**Requirement**
The answer must consist only of the lines from the line with "use percent_encoding::percent_decode_str;" to the line with "#[arg(required = true, value_name", both included, exactly as they stand below.

**Dataset excerpts**
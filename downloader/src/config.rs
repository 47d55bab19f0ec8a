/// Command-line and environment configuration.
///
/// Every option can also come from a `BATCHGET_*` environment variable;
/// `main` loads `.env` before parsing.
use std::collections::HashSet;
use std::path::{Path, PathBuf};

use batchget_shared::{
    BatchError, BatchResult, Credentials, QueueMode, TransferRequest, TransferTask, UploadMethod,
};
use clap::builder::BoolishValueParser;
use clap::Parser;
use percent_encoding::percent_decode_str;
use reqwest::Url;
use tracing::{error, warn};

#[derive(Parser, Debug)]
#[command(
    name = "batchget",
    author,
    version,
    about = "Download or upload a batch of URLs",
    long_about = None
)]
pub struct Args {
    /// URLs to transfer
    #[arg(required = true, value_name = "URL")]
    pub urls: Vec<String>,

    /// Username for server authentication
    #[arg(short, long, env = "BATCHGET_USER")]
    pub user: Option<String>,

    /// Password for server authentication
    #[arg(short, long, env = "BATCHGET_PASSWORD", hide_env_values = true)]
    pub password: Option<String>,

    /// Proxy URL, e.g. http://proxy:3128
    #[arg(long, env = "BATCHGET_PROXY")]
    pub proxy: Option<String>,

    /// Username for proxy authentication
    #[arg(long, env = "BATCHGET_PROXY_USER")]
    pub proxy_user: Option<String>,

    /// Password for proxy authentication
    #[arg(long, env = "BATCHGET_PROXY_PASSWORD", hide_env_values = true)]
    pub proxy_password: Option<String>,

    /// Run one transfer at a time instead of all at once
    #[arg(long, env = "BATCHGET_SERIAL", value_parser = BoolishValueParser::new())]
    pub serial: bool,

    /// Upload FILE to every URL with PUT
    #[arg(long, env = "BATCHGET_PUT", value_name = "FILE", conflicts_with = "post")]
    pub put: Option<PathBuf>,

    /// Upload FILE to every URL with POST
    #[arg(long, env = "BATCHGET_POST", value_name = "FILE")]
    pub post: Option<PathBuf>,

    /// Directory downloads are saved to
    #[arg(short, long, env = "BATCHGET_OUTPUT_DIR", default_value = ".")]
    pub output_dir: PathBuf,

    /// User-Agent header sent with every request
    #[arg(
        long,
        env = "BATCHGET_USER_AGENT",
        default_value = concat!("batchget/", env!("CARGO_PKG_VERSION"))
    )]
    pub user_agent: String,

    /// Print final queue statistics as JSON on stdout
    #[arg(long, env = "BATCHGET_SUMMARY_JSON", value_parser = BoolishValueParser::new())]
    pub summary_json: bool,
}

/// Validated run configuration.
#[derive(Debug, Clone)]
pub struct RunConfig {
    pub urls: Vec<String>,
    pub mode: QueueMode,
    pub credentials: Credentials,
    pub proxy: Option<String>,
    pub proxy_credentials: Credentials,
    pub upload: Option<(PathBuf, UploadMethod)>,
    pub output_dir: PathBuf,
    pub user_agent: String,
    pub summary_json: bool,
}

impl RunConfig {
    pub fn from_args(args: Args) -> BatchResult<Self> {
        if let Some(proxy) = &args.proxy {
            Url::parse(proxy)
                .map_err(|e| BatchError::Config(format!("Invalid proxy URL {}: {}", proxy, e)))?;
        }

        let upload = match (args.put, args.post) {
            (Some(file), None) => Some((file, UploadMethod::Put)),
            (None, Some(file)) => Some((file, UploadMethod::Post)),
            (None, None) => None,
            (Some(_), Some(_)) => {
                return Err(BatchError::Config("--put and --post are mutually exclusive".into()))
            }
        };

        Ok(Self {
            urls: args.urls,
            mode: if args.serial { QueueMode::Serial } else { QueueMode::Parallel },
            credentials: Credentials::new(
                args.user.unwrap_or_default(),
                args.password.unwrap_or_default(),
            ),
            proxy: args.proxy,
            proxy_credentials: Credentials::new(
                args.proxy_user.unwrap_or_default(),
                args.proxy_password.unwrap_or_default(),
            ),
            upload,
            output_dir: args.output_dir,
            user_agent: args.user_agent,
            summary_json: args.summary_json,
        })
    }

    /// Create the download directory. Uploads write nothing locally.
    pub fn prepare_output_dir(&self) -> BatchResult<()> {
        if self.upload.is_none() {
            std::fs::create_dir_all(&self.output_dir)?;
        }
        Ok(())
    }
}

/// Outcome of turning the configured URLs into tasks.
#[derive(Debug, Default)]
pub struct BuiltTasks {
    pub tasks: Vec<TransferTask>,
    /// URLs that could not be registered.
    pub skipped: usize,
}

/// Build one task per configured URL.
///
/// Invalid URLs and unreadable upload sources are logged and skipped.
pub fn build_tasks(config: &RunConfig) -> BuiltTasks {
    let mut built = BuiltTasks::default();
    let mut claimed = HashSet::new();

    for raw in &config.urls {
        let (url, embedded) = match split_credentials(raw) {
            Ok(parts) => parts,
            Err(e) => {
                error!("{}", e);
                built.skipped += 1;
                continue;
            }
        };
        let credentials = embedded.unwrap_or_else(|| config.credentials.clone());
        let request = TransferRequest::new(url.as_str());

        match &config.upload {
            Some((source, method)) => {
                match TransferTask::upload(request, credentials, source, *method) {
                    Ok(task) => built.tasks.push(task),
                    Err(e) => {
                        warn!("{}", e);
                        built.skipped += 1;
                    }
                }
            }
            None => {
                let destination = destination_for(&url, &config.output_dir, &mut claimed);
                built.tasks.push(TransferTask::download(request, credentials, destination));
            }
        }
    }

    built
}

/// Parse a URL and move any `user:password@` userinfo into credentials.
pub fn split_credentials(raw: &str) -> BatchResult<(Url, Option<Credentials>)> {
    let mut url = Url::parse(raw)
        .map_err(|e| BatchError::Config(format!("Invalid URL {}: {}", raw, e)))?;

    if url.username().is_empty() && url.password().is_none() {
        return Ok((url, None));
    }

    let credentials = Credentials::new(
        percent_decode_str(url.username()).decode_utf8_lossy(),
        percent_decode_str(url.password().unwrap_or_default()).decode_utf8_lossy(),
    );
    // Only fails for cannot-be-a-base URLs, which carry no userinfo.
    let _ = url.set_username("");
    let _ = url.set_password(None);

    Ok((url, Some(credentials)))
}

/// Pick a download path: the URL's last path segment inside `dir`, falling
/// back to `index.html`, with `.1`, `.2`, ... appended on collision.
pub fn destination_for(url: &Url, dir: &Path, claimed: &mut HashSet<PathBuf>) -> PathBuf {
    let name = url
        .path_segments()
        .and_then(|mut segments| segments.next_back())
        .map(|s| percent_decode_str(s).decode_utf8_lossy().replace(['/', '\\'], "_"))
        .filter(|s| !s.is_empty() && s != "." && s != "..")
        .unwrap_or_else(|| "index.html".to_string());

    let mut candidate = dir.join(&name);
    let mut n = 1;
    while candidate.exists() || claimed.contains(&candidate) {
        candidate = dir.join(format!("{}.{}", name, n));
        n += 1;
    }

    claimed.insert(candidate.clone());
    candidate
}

* * *

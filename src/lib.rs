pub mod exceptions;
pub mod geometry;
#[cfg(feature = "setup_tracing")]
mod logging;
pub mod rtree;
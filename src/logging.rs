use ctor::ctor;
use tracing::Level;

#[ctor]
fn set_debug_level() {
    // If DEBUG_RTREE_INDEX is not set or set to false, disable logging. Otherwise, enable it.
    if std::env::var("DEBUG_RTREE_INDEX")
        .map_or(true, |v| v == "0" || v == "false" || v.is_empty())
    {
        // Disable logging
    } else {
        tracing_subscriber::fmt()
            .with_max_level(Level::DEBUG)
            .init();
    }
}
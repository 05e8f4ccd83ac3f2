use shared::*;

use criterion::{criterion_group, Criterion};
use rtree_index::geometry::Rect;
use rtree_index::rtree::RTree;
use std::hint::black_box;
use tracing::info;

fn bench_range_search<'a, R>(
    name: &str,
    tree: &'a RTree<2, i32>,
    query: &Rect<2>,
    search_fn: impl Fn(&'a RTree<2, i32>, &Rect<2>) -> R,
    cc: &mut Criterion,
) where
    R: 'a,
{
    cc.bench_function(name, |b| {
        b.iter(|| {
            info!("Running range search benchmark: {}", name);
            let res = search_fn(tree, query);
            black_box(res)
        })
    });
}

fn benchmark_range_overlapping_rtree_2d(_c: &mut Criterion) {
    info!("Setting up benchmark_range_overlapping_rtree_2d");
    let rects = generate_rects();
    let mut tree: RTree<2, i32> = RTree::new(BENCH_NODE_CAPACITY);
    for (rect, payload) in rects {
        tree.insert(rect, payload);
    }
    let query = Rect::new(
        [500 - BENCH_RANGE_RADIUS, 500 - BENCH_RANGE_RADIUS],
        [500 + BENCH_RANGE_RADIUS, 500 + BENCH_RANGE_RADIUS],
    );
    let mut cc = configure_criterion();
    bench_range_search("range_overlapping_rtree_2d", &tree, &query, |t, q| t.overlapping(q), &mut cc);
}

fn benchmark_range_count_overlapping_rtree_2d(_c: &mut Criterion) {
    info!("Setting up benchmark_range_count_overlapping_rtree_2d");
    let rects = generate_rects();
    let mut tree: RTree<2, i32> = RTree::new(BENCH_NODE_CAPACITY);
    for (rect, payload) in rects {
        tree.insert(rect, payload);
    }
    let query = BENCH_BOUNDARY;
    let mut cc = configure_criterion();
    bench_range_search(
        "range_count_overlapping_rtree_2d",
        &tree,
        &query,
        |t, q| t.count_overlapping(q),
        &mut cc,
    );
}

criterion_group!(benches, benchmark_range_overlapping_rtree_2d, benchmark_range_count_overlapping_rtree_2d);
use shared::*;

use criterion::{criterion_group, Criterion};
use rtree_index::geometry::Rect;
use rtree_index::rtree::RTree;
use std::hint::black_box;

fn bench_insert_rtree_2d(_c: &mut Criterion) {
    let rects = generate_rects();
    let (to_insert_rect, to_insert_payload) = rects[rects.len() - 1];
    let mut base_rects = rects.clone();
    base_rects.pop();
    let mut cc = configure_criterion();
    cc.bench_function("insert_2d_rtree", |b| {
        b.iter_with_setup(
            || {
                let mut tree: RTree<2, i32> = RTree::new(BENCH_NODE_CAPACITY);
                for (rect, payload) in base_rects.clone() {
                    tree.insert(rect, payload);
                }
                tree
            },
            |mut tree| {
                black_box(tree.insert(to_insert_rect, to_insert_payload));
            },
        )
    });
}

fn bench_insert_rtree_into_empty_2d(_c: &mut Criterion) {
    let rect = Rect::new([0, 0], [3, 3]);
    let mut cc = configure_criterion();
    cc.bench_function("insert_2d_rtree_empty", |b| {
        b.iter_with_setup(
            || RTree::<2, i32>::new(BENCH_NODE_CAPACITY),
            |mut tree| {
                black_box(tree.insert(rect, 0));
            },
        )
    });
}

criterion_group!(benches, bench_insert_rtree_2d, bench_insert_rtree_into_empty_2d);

==

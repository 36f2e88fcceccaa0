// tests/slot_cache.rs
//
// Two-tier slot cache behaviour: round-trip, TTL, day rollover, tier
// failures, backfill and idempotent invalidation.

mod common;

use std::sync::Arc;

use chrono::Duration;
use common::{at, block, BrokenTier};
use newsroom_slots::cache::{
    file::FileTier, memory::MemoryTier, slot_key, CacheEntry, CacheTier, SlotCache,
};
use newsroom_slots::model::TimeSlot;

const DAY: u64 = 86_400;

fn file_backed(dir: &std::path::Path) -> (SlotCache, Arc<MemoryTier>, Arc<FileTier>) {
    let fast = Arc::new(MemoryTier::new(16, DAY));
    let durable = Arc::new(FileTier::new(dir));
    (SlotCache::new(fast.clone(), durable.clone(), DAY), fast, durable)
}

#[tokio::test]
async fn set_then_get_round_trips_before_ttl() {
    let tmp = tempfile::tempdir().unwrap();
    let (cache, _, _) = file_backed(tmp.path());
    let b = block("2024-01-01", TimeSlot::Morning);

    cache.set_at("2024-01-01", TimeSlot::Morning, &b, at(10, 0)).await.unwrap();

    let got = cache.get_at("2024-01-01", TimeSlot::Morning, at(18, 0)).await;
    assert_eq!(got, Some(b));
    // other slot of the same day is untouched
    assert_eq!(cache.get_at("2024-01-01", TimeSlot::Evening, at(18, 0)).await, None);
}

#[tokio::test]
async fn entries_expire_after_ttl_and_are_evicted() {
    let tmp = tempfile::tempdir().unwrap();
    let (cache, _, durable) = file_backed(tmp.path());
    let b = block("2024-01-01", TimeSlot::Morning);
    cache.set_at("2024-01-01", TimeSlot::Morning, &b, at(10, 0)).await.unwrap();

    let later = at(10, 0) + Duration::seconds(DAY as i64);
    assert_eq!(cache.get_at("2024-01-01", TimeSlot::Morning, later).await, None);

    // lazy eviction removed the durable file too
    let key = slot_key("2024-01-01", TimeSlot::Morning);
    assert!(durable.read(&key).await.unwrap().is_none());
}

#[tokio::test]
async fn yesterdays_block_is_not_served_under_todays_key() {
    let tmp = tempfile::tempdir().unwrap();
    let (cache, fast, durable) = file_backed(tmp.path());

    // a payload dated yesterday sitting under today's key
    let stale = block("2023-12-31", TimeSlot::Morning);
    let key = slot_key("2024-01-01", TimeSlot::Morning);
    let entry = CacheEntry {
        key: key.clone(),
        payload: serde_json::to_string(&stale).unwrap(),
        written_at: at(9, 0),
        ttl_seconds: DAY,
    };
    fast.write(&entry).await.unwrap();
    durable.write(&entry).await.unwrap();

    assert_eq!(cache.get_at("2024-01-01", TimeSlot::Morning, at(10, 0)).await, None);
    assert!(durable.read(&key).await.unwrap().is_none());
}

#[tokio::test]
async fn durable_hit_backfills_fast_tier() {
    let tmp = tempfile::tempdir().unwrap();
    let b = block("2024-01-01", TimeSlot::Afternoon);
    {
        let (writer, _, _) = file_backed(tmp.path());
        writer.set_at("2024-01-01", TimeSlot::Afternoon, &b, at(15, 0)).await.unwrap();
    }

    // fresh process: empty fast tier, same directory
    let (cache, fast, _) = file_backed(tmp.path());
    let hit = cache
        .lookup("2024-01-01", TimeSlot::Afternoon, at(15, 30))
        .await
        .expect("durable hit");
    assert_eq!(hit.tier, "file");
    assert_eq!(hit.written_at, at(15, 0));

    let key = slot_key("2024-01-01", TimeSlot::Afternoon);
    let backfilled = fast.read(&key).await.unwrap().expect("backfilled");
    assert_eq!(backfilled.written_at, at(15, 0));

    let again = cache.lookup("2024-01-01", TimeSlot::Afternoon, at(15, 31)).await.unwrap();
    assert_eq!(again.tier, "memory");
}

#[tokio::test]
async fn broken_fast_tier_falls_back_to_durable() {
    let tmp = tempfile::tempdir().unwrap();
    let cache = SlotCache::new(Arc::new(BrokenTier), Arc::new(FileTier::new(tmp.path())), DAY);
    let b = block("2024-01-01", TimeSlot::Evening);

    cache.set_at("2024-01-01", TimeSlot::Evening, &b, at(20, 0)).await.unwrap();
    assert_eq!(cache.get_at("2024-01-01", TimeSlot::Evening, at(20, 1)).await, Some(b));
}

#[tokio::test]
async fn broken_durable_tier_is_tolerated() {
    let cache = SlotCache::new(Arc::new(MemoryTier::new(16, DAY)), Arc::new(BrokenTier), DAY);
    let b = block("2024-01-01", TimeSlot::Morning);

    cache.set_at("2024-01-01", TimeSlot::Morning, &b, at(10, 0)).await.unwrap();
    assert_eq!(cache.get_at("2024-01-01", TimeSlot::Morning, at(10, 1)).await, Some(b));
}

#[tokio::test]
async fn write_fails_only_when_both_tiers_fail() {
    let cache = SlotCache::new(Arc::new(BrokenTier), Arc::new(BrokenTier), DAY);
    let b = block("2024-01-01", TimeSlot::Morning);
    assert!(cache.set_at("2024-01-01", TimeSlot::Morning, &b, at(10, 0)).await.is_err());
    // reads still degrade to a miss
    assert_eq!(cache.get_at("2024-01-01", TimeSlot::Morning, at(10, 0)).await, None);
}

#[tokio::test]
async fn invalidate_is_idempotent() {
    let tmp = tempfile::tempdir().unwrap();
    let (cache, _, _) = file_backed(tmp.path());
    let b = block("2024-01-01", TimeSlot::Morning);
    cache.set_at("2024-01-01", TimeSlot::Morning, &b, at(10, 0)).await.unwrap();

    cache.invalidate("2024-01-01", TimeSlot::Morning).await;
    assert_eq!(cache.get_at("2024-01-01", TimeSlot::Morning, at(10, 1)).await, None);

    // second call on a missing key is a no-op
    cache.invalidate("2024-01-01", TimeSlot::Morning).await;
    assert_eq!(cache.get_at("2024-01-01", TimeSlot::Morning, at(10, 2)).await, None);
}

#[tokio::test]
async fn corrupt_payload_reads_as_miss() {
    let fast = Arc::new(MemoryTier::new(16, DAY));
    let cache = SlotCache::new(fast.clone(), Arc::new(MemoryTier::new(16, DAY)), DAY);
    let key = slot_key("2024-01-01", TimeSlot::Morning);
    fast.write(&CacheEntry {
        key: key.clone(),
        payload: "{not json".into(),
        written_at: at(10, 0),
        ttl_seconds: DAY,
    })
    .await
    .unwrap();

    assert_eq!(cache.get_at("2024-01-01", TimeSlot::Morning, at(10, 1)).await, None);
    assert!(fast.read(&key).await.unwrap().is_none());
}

**Task response**
use percent_encoding::percent_decode_str;
use reqwest::Url;
use tracing::{error, warn};

#[derive(Parser, Debug)]
#[command(
    name = "batchget",
    author,
    version,
    about = "Download or upload a batch of URLs",
    long_about = None
)]
pub struct Args {
    /// URLs to transfer
    #[arg(required = true, value_name = "URL")]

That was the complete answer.